Família muito moderna

Inês Teotónio Pereira
ionline, 2013-08-10

Esta comédia retrata de forma inteligente, descomplexada e sem qualquer mensagem subliminar moralista ou fracturante a realidade da sociedade americana
Numa altura em que a minha vida se resume a satisfazer as necessidades básicas de um bebé, ou seja, em que as únicas emoções que preenchem o meu dia têm a ver com fraldas, biberões e fazer com a criança arrote, a televisão é o que me tem salvo de um tédio profundo. Ora, tendo em conta que as notícias me podem levar com facilidade a um estado de depressão - entre incêndios, violadores e a telenovela do secretário de Estado que se demitiu -, optei com sensatez por me refugiar nas séries. E foi assim que descobri a melhor série que está a dar na televisão: "Uma Família Muito Moderna".
Entre o casal gay que adoptou uma criança, o pai divorciado que se casou com uma colombiana 30 anos mais nova e a filha que se casou com um tonto e tem 3 filhos, esta comédia retrata de forma inteligente, descomplexada e sem qualquer mensagem subliminar moralista ou fracturante a realidade da sociedade americana, ridicularizando aquilo que é mesmo ridículo sem querer impingir modelos.
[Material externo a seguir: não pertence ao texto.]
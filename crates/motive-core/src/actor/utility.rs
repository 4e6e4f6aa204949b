//! Action Utility Calculation
//!
//! Scores a candidate action for an actor. For every motive the action is
//! expected to change and the actor has a desire for:
//! - happiness before and after the change (distance from the ideal point,
//!   plus a super-linear penalty outside the desired range)
//! - scaled by the actor's weight for that motive
//! - discounted by how many turns the action takes, shaped by foresight
//!
//! Motives without a desire contribute nothing to the score.

use tracing::trace;

use crate::action::Action;
use crate::motive::{Desire, Motive};

use super::Actor;

/// Contribution of one motive to an action's utility
#[derive(Debug, Clone, PartialEq)]
pub struct MotiveUtility {
    pub motive: Motive,
    /// Current value on the actor
    pub original: f64,
    /// Expected change (not clamped)
    pub change: f64,
    /// Weighted, time-discounted happiness gain
    pub contribution: f64,
}

/// Utility breakdown for one action
#[derive(Debug, Clone, PartialEq)]
pub struct ActionUtility {
    /// Divisor applied to every motive's happiness gain
    pub time_factor: f64,
    /// One entry per desired motive the action changes
    pub motives: Vec<MotiveUtility>,
}

impl ActionUtility {
    /// Sum of all motive contributions
    pub fn total(&self) -> f64 {
        self.motives.iter().map(|m| m.contribution).sum()
    }
}

/// Discount for multi-turn actions: `(completion_time - 1) ^ foresight + 1`.
///
/// With foresight 1 this is the completion time itself. With foresight 0 it is
/// 2 regardless of duration.
pub fn time_factor(completion_time: u32, foresight: f64) -> f64 {
    f64::from(completion_time.saturating_sub(1)).powf(foresight) + 1.0
}

/// Weighted, discounted happiness gain for moving a motive from `original` by `change`
pub fn motive_utility(
    desire: &Desire,
    original: f64,
    change: f64,
    weight: f64,
    time_factor: f64,
) -> f64 {
    let before = desire.happiness(original);
    let after = desire.happiness(original + change);
    (after - before) * weight / time_factor
}

/// Full utility breakdown of `action` for `actor`
pub fn evaluate(actor: &Actor, action: &Action) -> ActionUtility {
    let time_factor = time_factor(action.completion_time(), actor.foresight());
    trace!(action = action.name(), time_factor, "time factor");

    let motives = action
        .expected_fulfillment(actor)
        .into_iter()
        .filter_map(|(motive, change)| {
            let desire = actor.desire(&motive)?;
            let original = actor.motive(&motive);
            let contribution = motive_utility(
                desire,
                original,
                change,
                actor.motive_weight(&motive),
                time_factor,
            );
            trace!(
                motive = motive.name(),
                original,
                change,
                contribution,
                "motive utility"
            );
            Some(MotiveUtility {
                motive,
                original,
                change,
                contribution,
            })
        })
        .collect();

    ActionUtility {
        time_factor,
        motives,
    }
}

/// Total utility of `action` for `actor`
pub fn utility(actor: &Actor, action: &Action) -> f64 {
    evaluate(actor, action).total()
}
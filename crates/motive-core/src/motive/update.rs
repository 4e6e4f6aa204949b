//! Motive Updates
//!
//! Rules applied to an actor's motives once per turn, before selection.

use std::fmt;

use super::Motive;
use crate::actor::Actor;

/// A per-turn rule that changes one motive on an actor.
pub trait MotiveUpdate: fmt::Debug + Send + Sync {
    fn update(&self, motive: &Motive, actor: &mut Actor);
}

/// Adds a fixed amount to the motive every turn
#[derive(Debug, Clone, Copy, PartialEq)]
pub struct ConstantUpdate(pub f64);

impl ConstantUpdate {
    pub const INCREASE_BY_ONE: ConstantUpdate = ConstantUpdate(1.0);
    pub const DECREASE_BY_ONE: ConstantUpdate = ConstantUpdate(-1.0);
}

impl MotiveUpdate for ConstantUpdate {
    fn update(&self, motive: &Motive, actor: &mut Actor) {
        actor.add_motive(motive, self.0);
    }
}
//! Determinism verification tests
//!
//! Tests to ensure the simulation produces identical results given the same seed.

use motive_core::setup::FarmCatalog;
use motive_core::{Action, Motive, Simulation};

/// (turn, actor, action) for every actor on every turn
fn farm_history(seed: u64, turns: u64) -> Vec<(u64, String, Option<String>)> {
    let catalog = FarmCatalog::new().unwrap();
    let mut sim = Simulation::new(seed);
    catalog.populate(&mut sim, 4).unwrap();

    let mut history = Vec::new();
    for _ in 0..turns {
        for outcome in sim.process_turn() {
            history.push((
                sim.turn(),
                outcome.actor,
                outcome.action.map(|a| a.name().to_string()),
            ));
        }
    }
    history
}

/// Two equally useful actions, so every choice depends on the random tie-break
fn coin_flip_history(seed: u64, turns: u64) -> Vec<String> {
    let hunger = Motive::hunger();
    let mut sim = Simulation::new(seed);
    let actor = sim.spawn("bob");
    actor.register_desire(&hunger, 0, 0, 0).unwrap();
    let grass = Action::motivated("eat grass").motive(&hunger, -1.0);
    let leaves = Action::motivated("eat leaves").motive(&hunger, -1.0);
    actor.add_action(grass.shared());
    actor.add_action(leaves.shared());

    let mut history = Vec::new();
    for _ in 0..turns {
        if let Some(actor) = sim.actor_mut("bob") {
            actor.add_motive(&hunger, 1.0);
        }
        let outcomes = sim.process_turn();
        history.extend(
            outcomes
                .into_iter()
                .filter_map(|o| o.action.map(|a| a.name().to_string())),
        );
    }
    history
}

/// Test that the same seed reproduces the same farm history
#[test]
fn test_farm_history_determinism() {
    let history1 = farm_history(42, 200);
    let history2 = farm_history(42, 200);

    assert_eq!(history1.len(), 800);
    assert_eq!(
        history1, history2,
        "Farm histories should be identical with same seed"
    );
}

/// Test that tie-breaks are reproducible
#[test]
fn test_tie_break_determinism() {
    let history1 = coin_flip_history(12345, 300);
    let history2 = coin_flip_history(12345, 300);

    assert_eq!(history1.len(), 300);
    assert_eq!(
        history1, history2,
        "Tie-breaks should be identical with same seed"
    );
    assert!(history1.iter().any(|a| a == "eat grass"));
    assert!(history1.iter().any(|a| a == "eat leaves"));
}

/// Test that the action log agrees between identical runs
#[test]
fn test_reports_determinism() {
    let run = |seed: u64| {
        let catalog = FarmCatalog::new().unwrap();
        let mut sim = Simulation::new(seed);
        catalog.populate(&mut sim, 3).unwrap();
        sim.run(150).unwrap();
        (sim.log().action_report(), sim.log().actor_report())
    };

    assert_eq!(run(99), run(99));
}
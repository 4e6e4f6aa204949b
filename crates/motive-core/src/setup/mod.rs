//! Scenario Setup
//!
//! Ready-made motives, items and actions for running the engine.

pub mod farm;

pub use farm::*;
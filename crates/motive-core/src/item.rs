//! Items
//!
//! Named resources that offer actions and may run out. Identity is the name:
//! an actor never owns two items with the same name, it merges them instead.
//!
//! The name and action list live behind an `Arc` shared by every copy of an
//! item. Only the use counter is per-value, so an actor holding a finite-use
//! copy depletes it without touching the template it came from.

use serde::{Deserialize, Serialize};
use std::fmt;
use std::hash::{Hash, Hasher};
use std::sync::Arc;

use crate::action::{ActionRef, MotiveChanges};
use crate::actor::Actor;

/// Remaining uses of an item
#[derive(Debug, Clone, Copy, PartialEq, Eq, Serialize, Deserialize)]
pub enum Uses {
    Infinite,
    Finite(u32),
}

impl Uses {
    /// Combine two stacks of the same item
    pub fn merge(self, other: Uses) -> Uses {
        match (self, other) {
            (Uses::Finite(a), Uses::Finite(b)) => Uses::Finite(a.saturating_add(b)),
            _ => Uses::Infinite,
        }
    }
}

impl fmt::Display for Uses {
    fn fmt(&self, f: &mut fmt::Formatter<'_>) -> fmt::Result {
        match self {
            Uses::Infinite => write!(f, "infinite"),
            Uses::Finite(n) => write!(f, "{}", n),
        }
    }
}

#[derive(Debug, Clone)]
struct ItemDef {
    name: String,
    actions: Vec<ActionRef>,
}

/// A resource that offers actions.
#[derive(Debug, Clone)]
pub struct Item {
    def: Arc<ItemDef>,
    uses: Uses,
}

impl Item {
    /// A new infinite-use item with no actions
    pub fn new(name: impl Into<String>) -> Self {
        Self {
            def: Arc::new(ItemDef {
                name: name.into(),
                actions: Vec::new(),
            }),
            uses: Uses::Infinite,
        }
    }

    pub fn with_uses(mut self, uses: Uses) -> Self {
        self.uses = uses;
        self
    }

    /// Offer `action` from this item
    pub fn with_action(mut self, action: ActionRef) -> Self {
        Arc::make_mut(&mut self.def).actions.push(action);
        self
    }

    pub fn name(&self) -> &str {
        &self.def.name
    }

    pub fn uses(&self) -> Uses {
        self.uses
    }

    pub fn set_uses(&mut self, uses: Uses) {
        self.uses = uses;
    }

    pub fn is_infinite(&self) -> bool {
        self.uses == Uses::Infinite
    }

    pub fn is_used_up(&self) -> bool {
        self.uses == Uses::Finite(0)
    }

    /// Every action the item carries, valid or not
    pub fn actions(&self) -> &[ActionRef] {
        &self.def.actions
    }

    /// Actions currently valid for `actor`
    pub fn actions_for<'a>(&'a self, actor: &'a Actor) -> impl Iterator<Item = &'a ActionRef> + 'a {
        self.actions().iter().filter(move |a| a.is_valid(actor))
    }

    /// Look up an action by name
    pub fn action(&self, name: &str) -> Option<&ActionRef> {
        self.actions().iter().find(|a| a.name() == name)
    }

    /// Copy for handing to an actor. The action list stays shared; the use
    /// counter of a finite-use copy is independent of the original.
    pub fn copy(&self) -> Item {
        Item {
            def: Arc::clone(&self.def),
            uses: self.uses,
        }
    }

    /// Whether two items share the same name and action list
    pub fn shares_definition(&self, other: &Item) -> bool {
        Arc::ptr_eq(&self.def, &other.def)
    }

    /// What owning this item is worth: the expected fulfillment of its first action.
    pub fn expected_fulfillment(&self, actor: &Actor) -> MotiveChanges {
        self.def
            .actions
            .first()
            .map(|action| action.expected_fulfillment(actor))
            .unwrap_or_default()
    }

    /// Fold another stack of the same item into this one
    pub(crate) fn merge(&mut self, other: &Item) {
        self.uses = self.uses.merge(other.uses);
    }

    /// Spend one use. Returns true when this use emptied the item.
    pub(crate) fn use_once(&mut self) -> bool {
        match self.uses {
            Uses::Finite(n) if n > 0 => {
                self.uses = Uses::Finite(n - 1);
                n == 1
            }
            _ => false,
        }
    }
}

impl PartialEq for Item {
    fn eq(&self, other: &Self) -> bool {
        self.name() == other.name()
    }
}

impl Eq for Item {}

impl Hash for Item {
    fn hash<H: Hasher>(&self, state: &mut H) {
        self.name().hash(state);
    }
}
Porque é que eu só descobri esta série agora? É simples: os meus filhos estão de férias e eu tenho a televisão só para mim. Posso ver o que eu quero. Estou livre para mudar os canais sem ter de me preocupar com a possibilidade de os programas ferirem a sensibilidade dos meninos. Sem me preocupar com o facto de os programas serem "próprios para a idade", como diz a minha mãe. Há anos que o comando não era tão meu.
Ora, chegando aqui, pus-me a pensar: porque é que eu não acho sensato ver esta maravilhosa série com os meus filhos? Fácil: o casal gay e a criança. Por uma questão de preguiça.
Eu explico: responder a uma criança de cinco, sete ou nove anos sobre a dinâmica de um casal gay que tem filhos, não é tarefa fácil. Sei que há quem ache que o mundo mudou e que, sendo esta a realidade de muitas famílias, devemos encarar essa realidade com naturalidade e, por isso, nunca a esconder das crianças. Segundo este legítimo e dominante ponto de vista, devemos explicar com carinho aos nossos filhos que os gays têm tanto direito a ter filhos como os não gays, devendo explicar-lhes antes o que são gays e como nascem as crianças. E se as crianças se interessarem por esta discussão fracturante e perguntarem, "Ok, mas onde é que está a mãe?", podemos sempre entrar na polémica das barrigas de aluguer, da procriação medicamente assistida, da problemática das listas de espera para a adopção, dos critérios e das exigências. Tudo com naturalidade.
Pois. Compreendo este ponto de vista. Mas tenho preguiça. Tenho preguiça de ter uma conversa destas com o meu filho de cinco anos ou com a minha filha de sete. Explicar-lhes que os homens também se apaixonam uns pelos outros e que, apesar de não poderem ter filhos porque não são mulheres, têm filhos porque têm direito, é complicado. É assim mesmo. Acontece. Uns são a favor, outros são contra. Mas é estranho. Para a cabeça de qualquer criança, esta é uma dinâmica estranha.
Diziam-me no outro dia, a propósito dos temas fracturantes e das crianças, que elas só fazem as perguntas quando estão preparadas para ouvir as respostas.
Ver com os meus filhos mais novos esta série, não tem mal nenhum, só tem um senão: dar respostas quando eles ainda não fizeram as perguntas. Ora, uma das regras de educação conservadoras, que eu muito prezo, é a que diz "cada coisa no seu tempo". Ou seja, quando for próprio para a idade deles.